DOSB plans Olympic application
“Will not give a correct or wrong decision”
11.09.2025 – 6:44 p.m.Reading time: 4 min.
Otto Fricke is the new CEO of the DOSB. The official burns for sport-and a German Olympic application.
Melanie Muschong reports from Frankfurt
And that is exactly what Otto Fricke, the new CEO of the German Olympic Sports Association (DOSB) since September, knows. The 59-year-old sat for the FDP from 2002 to 2013 and then again in the Bundestag from 2017 to 2025. Most recently, he was a budgetary spokesman for the FDP parliamentary group-now he is devoting himself to the future of German sport.
In conversation with T-Online, the official emphasized that the sport in this country was very important in this country, but also a problem. “We focus this importance very strongly on the core of the top sport. Namely: winner, winner, world champion, records,” said Fricke.
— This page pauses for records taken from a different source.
//! Application state held by the UI layer.
//!
//! One explicit object instead of a process-wide singleton: the front-end
//! owns an `AppState`, and every operation goes through it. Blocking work
//! (key derivation, PIN hashing, disk writes) runs on tokio's blocking pool.
//! The vault itself never sees this state.

use std::sync::Arc;

use tokio::sync::RwLock;
use tracing::{debug, info};
use zeroize::Zeroizing;

use crate::error::{Result, WalletError};
use crate::storage::{Theme, WalletRecord, WalletSettings};
use crate::vault::SecretString;
use crate::wallet::{RevealedSecret, WalletService, WalletStatus};

/// Where the secret of a new wallet comes from.
pub enum WalletSource {
    /// Generate a fresh 12-word phrase.
    Generate,
    /// Import an existing recovery phrase.
    Mnemonic(Zeroizing<String>),
    /// Import a raw private key.
    PrivateKey(Zeroizing<String>),
}

pub struct AppState {
    service: WalletService,
    /// Current wallet record (present once loaded or created)
    pub wallet: Arc<RwLock<Option<WalletRecord>>>,
    /// Current lock status
    pub status: Arc<RwLock<WalletStatus>>,
    /// UI theme, mirrored into the wallet settings when a wallet exists
    pub theme: Arc<RwLock<Theme>>,
}

impl AppState {
    pub fn new(service: WalletService) -> Self {
        Self {
            service,
            wallet: Arc::new(RwLock::new(None)),
            status: Arc::new(RwLock::new(WalletStatus::NotSetup)),
            theme: Arc::new(RwLock::new(Theme::default())),
        }
    }

    /// Load any stored wallet. A stored wallet always starts `Locked`.
    pub async fn initialize(&self) -> Result<WalletStatus> {
        let record = self.run_blocking(|service| match service.load() {
            Ok(record) => Ok(Some(record)),
            Err(WalletError::NotSetup) => Ok(None),
            Err(e) => Err(e),
        })
        .await?;

        let status = if record.is_some() {
            WalletStatus::Locked
        } else {
            WalletStatus::NotSetup
        };

        if let Some(ref record) = record {
            *self.theme.write().await = record.settings.theme;
        }
        *self.wallet.write().await = record;
        *self.status.write().await = status;

        info!("Wallet state initialized: {}", status);
        Ok(status)
    }

    pub async fn status(&self) -> WalletStatus {
        *self.status.read().await
    }

    /// Create a wallet and unlock it.
    ///
    /// Returns the generated phrase for [`WalletSource::Generate`] so it can
    /// be shown for backup; imports return `None`.
    pub async fn create_wallet(
        &self,
        pin: &str,
        source: WalletSource,
    ) -> Result<Option<SecretString>> {
        let pin = Zeroizing::new(pin.to_owned());
        // The theme chosen before onboarding goes into the new record
        let settings = WalletSettings {
            theme: *self.theme.read().await,
            ..WalletSettings::default()
        };

        let (record, generated) = self
            .run_blocking(move |service| match source {
                WalletSource::Generate => {
                    let (record, mnemonic) = service.generate_new(&pin, settings)?;
                    Ok((record, Some(mnemonic)))
                }
                WalletSource::Mnemonic(phrase) => Ok((
                    service.create_from_mnemonic(&pin, &phrase, settings)?,
                    None,
                )),
                WalletSource::PrivateKey(key) => Ok((
                    service.create_from_private_key(&pin, &key, settings)?,
                    None,
                )),
            })
            .await?;

        *self.wallet.write().await = Some(record);
        *self.status.write().await = WalletStatus::Unlocked;
        Ok(generated)
    }

    /// Authenticate with the PIN and unlock.
    pub async fn unlock(&self, pin: &str) -> Result<()> {
        let pin = Zeroizing::new(pin.to_owned());
        let record = self
            .run_blocking(move |service| service.authenticate(&pin))
            .await?;

        *self.wallet.write().await = Some(record);
        *self.status.write().await = WalletStatus::Unlocked;
        info!("Wallet unlocked");
        Ok(())
    }

    pub async fn lock(&self) {
        let mut status = self.status.write().await;
        if *status == WalletStatus::Unlocked {
            *status = WalletStatus::Locked;
            info!("Wallet locked");
        }
    }

    /// Decrypt the backup secret. Only allowed while unlocked.
    pub async fn reveal_secret(&self, pin: &str) -> Result<RevealedSecret> {
        self.require_unlocked().await?;

        let pin = Zeroizing::new(pin.to_owned());
        self.run_blocking(move |service| service.reveal_secret(&pin))
            .await
    }

    pub async fn change_pin(&self, old_pin: &str, new_pin: &str) -> Result<()> {
        self.require_unlocked().await?;

        let old_pin = Zeroizing::new(old_pin.to_owned());
        let new_pin = Zeroizing::new(new_pin.to_owned());
        let record = self
            .run_blocking(move |service| service.change_pin(&old_pin, &new_pin))
            .await?;

        *self.wallet.write().await = Some(record);
        Ok(())
    }

    pub async fn set_theme(&self, theme: Theme) -> Result<()> {
        *self.theme.write().await = theme;

        if self.wallet.read().await.is_some() {
            let record = self
                .run_blocking(move |service| service.update_settings(|s| s.theme = theme))
                .await?;
            *self.wallet.write().await = Some(record);
        }
        debug!("Theme set to {}", theme);
        Ok(())
    }

    /// Forgot-PIN reset: delete the stored wallet and return to onboarding.
    pub async fn reset(&self) -> Result<()> {
        self.run_blocking(|service| service.reset()).await?;

        *self.wallet.write().await = None;
        *self.status.write().await = WalletStatus::NotSetup;
        Ok(())
    }

    async fn require_unlocked(&self) -> Result<()> {
        match *self.status.read().await {
            WalletStatus::Unlocked => Ok(()),
            WalletStatus::Locked => Err(WalletError::Locked),
            WalletStatus::NotSetup => Err(WalletError::NotSetup),
        }
    }

    async fn run_blocking<T, F>(&self, f: F) -> Result<T>
    where
        F: FnOnce(WalletService) -> Result<T> + Send + 'static,
        T: Send + 'static,
    {
        let service = self.service.clone();
        tokio::task::spawn_blocking(move || f(service))
            .await
            .map_err(|e| WalletError::Task(e.to_string()))?
    }
}
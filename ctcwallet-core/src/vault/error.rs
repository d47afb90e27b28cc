//! Vault-specific error types for secret encryption.
//!
//! Encryption-side errors are fatal to the caller: wallet creation must
//! abort without persisting anything. Decryption collapses every failure
//! into [`VaultError::DecryptionFailed`] so the caller can show a single
//! "wrong PIN or unreadable backup" message.

use thiserror::Error;

/// Errors that can occur during vault operations.
#[derive(Error, Debug, Clone, PartialEq, Eq)]
pub enum VaultError {
    /// Empty secret, empty PIN, or otherwise unusable input to `encrypt`.
    #[error("Invalid input: {0}")]
    InvalidInput(String),

    /// Key derivation parameters were rejected.
    #[error("Key derivation failed: {0}")]
    KeyDerivation(String),

    /// The cipher refused to encrypt.
    #[error("Encryption error: {0}")]
    Encryption(String),

    /// Wrong PIN, corrupted or tampered blob, or malformed encoding.
    ///
    /// Carries no detail about which of these happened.
    #[error("Decryption failed")]
    DecryptionFailed,
}

/// Result type alias for vault operations.
pub type VaultResult<T> = std::result::Result<T, VaultError>;

impl VaultError {
    /// Whether the caller may retry (e.g. ask for the PIN again).
    pub fn is_recoverable(&self) -> bool {
        matches!(self, VaultError::DecryptionFailed)
    }

    /// Stable code for programmatic handling by front-ends.
    pub fn code(&self) -> &'static str {
        match self {
            VaultError::InvalidInput(_) => "INVALID_INPUT",
            VaultError::KeyDerivation(_) => "KEY_DERIVATION_ERROR",
            VaultError::Encryption(_) => "ENCRYPTION_ERROR",
            VaultError::DecryptionFailed => "DECRYPTION_FAILED",
        }
    }
}

// ============================================================================
// Serialization for front-end IPC
// ============================================================================

impl serde::Serialize for VaultError {
    fn serialize<S>(&self, serializer: S) -> std::result::Result<S::Ok, S::Error>
    where
        S: serde::Serializer,
    {
        use serde::ser::SerializeStruct;

        let mut state = serializer.serialize_struct("VaultError", 2)?;
        state.serialize_field("code", self.code())?;
        state.serialize_field("message", &self.to_string())?;
        state.end()
    }
}
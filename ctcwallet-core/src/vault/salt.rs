//! Per-encryption randomness.
//!
//! Every call to `SecretVault::encrypt` draws a fresh salt and nonce from
//! the operating system CSPRNG. Nothing here is cached or persisted on its
//! own; both values travel inside the blob.

use aes_gcm::aead::{rand_core::RngCore, OsRng};

/// Salt size in bytes (128 bits)
pub const SALT_SIZE: usize = 16;

/// Nonce size for AES-GCM (96 bits = 12 bytes)
pub const NONCE_SIZE: usize = 12;

/// Generate a new random salt for PBKDF2.
pub fn generate_salt() -> [u8; SALT_SIZE] {
    let mut salt = [0u8; SALT_SIZE];
    OsRng.fill_bytes(&mut salt);
    salt
}

/// Generate a new random AES-GCM nonce.
pub fn generate_nonce() -> [u8; NONCE_SIZE] {
    let mut nonce = [0u8; NONCE_SIZE];
    OsRng.fill_bytes(&mut nonce);
    nonce
}

#[cfg(test)]
mod tests {
    use super::*;

    #[test]
    fn test_sizes() {
        assert_eq!(SALT_SIZE, 16);
        assert_eq!(NONCE_SIZE, 12);
    }

    #[test]
    fn test_fresh_values_differ() {
        assert_ne!(generate_salt(), generate_salt());
        assert_ne!(generate_nonce(), generate_nonce());
    }
}
mod address;
mod mnemonic;
mod pin;
mod private_key;

pub use address::{generate_address, is_valid_address, ADDRESS_PREFIX};
pub use mnemonic::{generate_mnemonic, validate_mnemonic};
pub use pin::{validate_pin, PinHash, PIN_LENGTH};
pub use private_key::validate_private_key;
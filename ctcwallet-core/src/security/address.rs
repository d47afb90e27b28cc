use rand::RngCore;

/// Human-readable prefix of every wallet address.
pub const ADDRESS_PREFIX: &str = "ctc1q";

/// Random bytes behind the address body (38 hex chars).
const ADDRESS_BODY_BYTES: usize = 19;

/// Generate a display address: `ctc1q` followed by 38 lowercase hex chars.
///
/// The address is cosmetic; it is not derived from the recovery secret.
pub fn generate_address() -> String {
    let mut body = [0u8; ADDRESS_BODY_BYTES];
    rand::rng().fill_bytes(&mut body);
    format!("{}{}", ADDRESS_PREFIX, hex::encode(body))
}

/// Whether `address` has the shape produced by [`generate_address`].
pub fn is_valid_address(address: &str) -> bool {
    match address.strip_prefix(ADDRESS_PREFIX) {
        Some(body) => {
            body.len() == ADDRESS_BODY_BYTES * 2
                && body.bytes().all(|b| matches!(b, b'0'..=b'9' | b'a'..=b'f'))
        }
        None => false,
    }
}
//! Persistence contracts: block records and the unspent-output ledger.

pub mod block_store;
pub mod ledger_store;
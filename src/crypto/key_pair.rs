//! Schnorr signature key pairs on secp256k1.
//!
//! Stake blocks are signed by the key that owns the staked output, so the
//! public key and signature both have fixed-width wire encodings (32 and
//! 64 bytes).

use crate::types::encoding::{Decode, DecodeError, Encode, EncodeSink};
use crate::types::hash::Hash;
use k256::ecdsa::signature::Signer;
use k256::schnorr::signature::Verifier;
use k256::schnorr::{SigningKey, VerifyingKey};
use rand_core::OsRng;
use std::fmt;

/// Private key for signing blocks and transactions.
///
/// Generated using cryptographically secure randomness from the OS.
/// Never serialized or transmitted over the network.
#[derive(Clone)]
pub struct PrivateKey {
    key: SigningKey,
}

/// Public key for signature verification.
///
/// This type is `Copy` (32 bytes of x-only key material) for performance;
/// keys are compared and verified frequently during block validation.
#[derive(Copy, Clone, Debug, PartialEq, Eq)]
pub struct PublicKey {
    pub key: VerifyingKey,
}

/// A 64-byte Schnorr signature with a fixed wire encoding.
#[derive(Copy, Clone, Debug, PartialEq, Eq)]
pub struct Signature(pub k256::schnorr::Signature);

impl PrivateKey {
    /// Generates a new random private key using OS-provided entropy.
    pub fn new() -> Self {
        let mut rng = OsRng;
        Self {
            key: SigningKey::random(&mut rng),
        }
    }

    /// Creates a private key from raw bytes.
    ///
    /// Returns `None` if the bytes do not represent a valid scalar for
    /// secp256k1.
    pub fn from_bytes(bytes: &[u8; 32]) -> Option<Self> {
        SigningKey::from_bytes(bytes).ok().map(|key| Self { key })
    }

    /// Derives the corresponding public key.
    pub fn public_key(&self) -> PublicKey {
        PublicKey {
            key: *self.key.verifying_key(),
        }
    }

    /// Signs arbitrary data, producing a Schnorr signature.
    pub fn sign(&self, data: &[u8]) -> Signature {
        Signature(self.key.sign(data))
    }
}

impl Default for PrivateKey {
    fn default() -> Self {
        Self::new()
    }
}

impl PublicKey {
    /// Verifies a Schnorr signature against the given data.
    ///
    /// Returns `true` if the signature is valid, `false` otherwise.
    pub fn verify(&self, data: &[u8], signature: &Signature) -> bool {
        self.key.verify(data, &signature.0).is_ok()
    }

    /// Hash of the key material, used as an output recipient identifier.
    pub fn id(&self) -> Hash {
        let mut h = Hash::sha3();
        h.update(b"PUBLIC_KEY");
        h.update(&self.key.to_bytes());
        h.finalize()
    }
}

impl fmt::Display for PublicKey {
    fn fmt(&self, f: &mut fmt::Formatter<'_>) -> fmt::Result {
        for byte in self.key.to_bytes() {
            write!(f, "{:02x}", byte)?;
        }
        Ok(())
    }
}

impl Encode for PublicKey {
    fn encode<S: EncodeSink>(&self, out: &mut S) {
        out.write(&self.key.to_bytes());
    }
}

impl Decode for PublicKey {
    fn decode(input: &mut &[u8]) -> Result<Self, DecodeError> {
        let key_bytes = <[u8; 32]>::decode(input)?;
        let key = VerifyingKey::from_bytes(&key_bytes).map_err(|_| DecodeError::InvalidValue)?;
        Ok(PublicKey { key })
    }
}

impl Encode for Signature {
    fn encode<S: EncodeSink>(&self, out: &mut S) {
        out.write(&self.0.to_bytes());
    }
}

impl Decode for Signature {
    fn decode(input: &mut &[u8]) -> Result<Self, DecodeError> {
        let bytes = <[u8; 64]>::decode(input)?;
        let sig =
            k256::schnorr::Signature::try_from(&bytes[..]).map_err(|_| DecodeError::InvalidValue)?;
        Ok(Signature(sig))
    }
}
This is good and important. “But we have to make it clearer that sport is part of the entire society,” he says. This would give countries such as Norway or the Netherlands.
Fricke emphasizes: “They show that sport is part of social interaction. Where do I still meet someone who is not in my bubble? Earlier in the restaurant, but only in the club today, and that over generations. Sport is in the middle of society. These are not just the super athletes.”
Also at schools it is not just about the highest score in the federal youth games, but about the cooperation. “We often forget that you can not only measure success from who has achieved what, but also from the obstacles you have overcome to get where you are,” said Fricke. He wants more regular movement at a young age: “It starts in kindergarten and is even more than the question of daily school sport. The French showed us that Olympic games can also be used to integrate daily movement into everyday primary school life.”
Fricke used to do a lot of sport himself. He was never a performance athlete, but he tried various sports. He played basketball and volleyball at school, and he was also able to get excited about swimming. During a press conference in Frankfurt, he also emphasizes: “I still played badminton and I was an enthusiastic alpine ski driver. I did a lot of cross -country skiing when I studied in Freiburg. I also played baseball.